# Token, Seth and Sadie



## TokenAndSeth (Jul 11, 2010)

Token









Token and Sadie









Seth


----------



## Khan (Jan 17, 2010)

OMG, sooo cute.
Seth is just adorable. B-Day June 1st...He's just a baby!


----------



## luvMyBRT (Mar 8, 2010)

Soooo cute! 
Token looks so sweet...and he is so shinny! The two pups are just dolls. How adorable! :biggrin:


----------



## TokenAndSeth (Jul 11, 2010)

saraj2878 said:


> Soooo cute!
> Token looks so sweet...and he is so shinny! The two pups are just dolls. How adorable! :biggrin:


Token is a very sweet dog. We introduced him to the ferrets when we first got him at about 8 weeks, another box puppy so don't know exact age.
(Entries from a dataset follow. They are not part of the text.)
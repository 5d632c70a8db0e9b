use std::{env, path::PathBuf};

use derive_builder::Builder;

use crate::wikitext::{Result, WtError};

pub const DEFAULT_CACHE_DIR: &str = "cache";
pub const CACHE_DIR_VAR: &str = "EQUIPMENT_CACHE_DIR";
pub const DUMP_PATH_VAR: &str = "EQUIPMENT_DUMP";

/// Runtime settings. Environment (and `.env`) values come first, command line
/// flags are applied on top.
#[derive(Debug, Clone, PartialEq, Eq, Builder)]
#[builder(setter(into))]
pub struct Config {
    /// Directory holding the exported pages.
    #[builder(default = "PathBuf::from(DEFAULT_CACHE_DIR)")]
    pub cache_dir: PathBuf,
    /// Where to write the compiled items as JSON, if anywhere.
    #[builder(setter(into, strip_option), default)]
    pub dump_path: Option<PathBuf>,
}

impl Config {
    /// Builder pre-filled from the environment.
    pub fn builder_from_env() -> ConfigBuilder {
        let mut builder = ConfigBuilder::default();
        if let Ok(dir) = env::var(CACHE_DIR_VAR) {
            builder.cache_dir(dir);
        }
        if let Ok(path) = env::var(DUMP_PATH_VAR) {
            builder.dump_path(path);
        }
        builder
    }

    pub fn finish(builder: &ConfigBuilder) -> Result<Config> {
        builder
            .build()
            .map_err(|e| WtError::other_with_source("invalid configuration", Some(e)))
    }
}

#[cfg(test)]
mod tests {
    use super::*;

    #[test]
    fn defaults() {
        let config = Config::finish(&ConfigBuilder::default()).unwrap();
        assert_eq!(config.cache_dir, PathBuf::from("cache"));
        assert_eq!(config.dump_path, None);
    }

    #[test]
    fn overrides() {
        let mut builder = ConfigBuilder::default();
        builder.cache_dir("pages").dump_path("items.json");
        let config = Config::finish(&builder).unwrap();
        assert_eq!(config.cache_dir, PathBuf::from("pages"));
        assert_eq!(config.dump_path, Some(PathBuf::from("items.json")));
    }
}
I've taught him that to play with the ferrets he had to lay down and no biting only mouthing. He carried that over to the puppies. I guess in his mind they are the size of ferrets so same rules when playing. This isn't the best picture quality but it is a really good example of his temperament. This is his first experience with puppies.

Token and Sadie


----------



## TokenAndSeth (Jul 11, 2010)

Khan said:


> OMG, sooo cute.
> Seth is just adorable. B-Day June 1st...He's just a baby!


I know .... he was out, in a box, in 95 degree weather so I took him home.

Not to mention right now in King county there is a distemper outbreak!!!!

I know better than to look at free kitten/puppy, really I do. But I did look and well you saw the pictures :wink:


----------